Task:
Every record here needs to be written out again exactly.

Items from a dataset:
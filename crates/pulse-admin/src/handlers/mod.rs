pub mod changelog;
pub mod feedback;

use axum::{
  http::{HeaderValue, header},
  response::Response,
};
use pulse_core::{UserIdentity, resolve::resolve_identity, store::SessionStore};
use serde::Serialize;

use crate::{AppState, auth::AdminContext, error::Error};

/// JSON payload a route hands to its page.
#[derive(Debug, Serialize)]
pub struct LoaderData {
  pub user: UserIdentity,
}

pub(super) async fn resolve_user<S>(
  state: &AppState<S>,
  ctx:   &AdminContext,
) -> Result<UserIdentity, Error>
where
  S: SessionStore + Clone + Send + Sync + 'static,
{
  resolve_identity(&ctx.session, state.store.as_ref(), &ctx.admin)
    .await
    .map_err(|e| Error::Store(Box::new(e)))
}

/// Allow the admin host and the shop itself to frame the response.
pub(super) fn embedded(mut res: Response, shop: &str) -> Response {
  let csp = format!("frame-ancestors https://{shop} https://admin.shopify.com;");
  if let Ok(value) = HeaderValue::from_str(&csp) {
    res.headers_mut().insert(header::CONTENT_SECURITY_POLICY, value);
  }
  res
}

pub(super) fn or_na(value: &Option<String>) -> &str {
  value.as_deref().unwrap_or("N/A")
}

Response to this exercise:
filename crates/pulse-admin/src/handlers/mod.rs
pub mod changelog;
pub mod feedback;

use axum::{
  http::{HeaderValue, header},
  response::Response,
};
use pulse_core::{UserIdentity, resolve::resolve_identity, store::SessionStore};
use serde::Serialize;

use crate::{AppState, auth::AdminContext, error::Error};

/// JSON payload a route hands to its page.
#[derive(Debug, Serialize)]
pub struct LoaderData {
  pub user: UserIdentity,
}

pub(super) async fn resolve_user<S>(
  state: &AppState<S>,
  ctx:   &AdminContext,
) -> Result<UserIdentity, Error>
where
  S: SessionStore + Clone + Send + Sync + 'static,
{
  resolve_identity(&ctx.session, state.store.as_ref(), &ctx.admin)
    .await
    .map_err(|e| Error::Store(Box::new(e)))
}

/// Allow the admin host and the shop itself to frame the response.
pub(super) fn embedded(mut res: Response, shop: &str) -> Response {
  let csp = format!("frame-ancestors https://{shop} https://admin.shopify.com;");
  if let Ok(value) = HeaderValue::from_str(&csp) {
    res.headers_mut().insert(header::CONTENT_SECURITY_POLICY, value);
  }
  res
}

pub(super) fn or_na(value: &Option<String>) -> &str {
  value.as_deref().unwrap_or("N/A")
}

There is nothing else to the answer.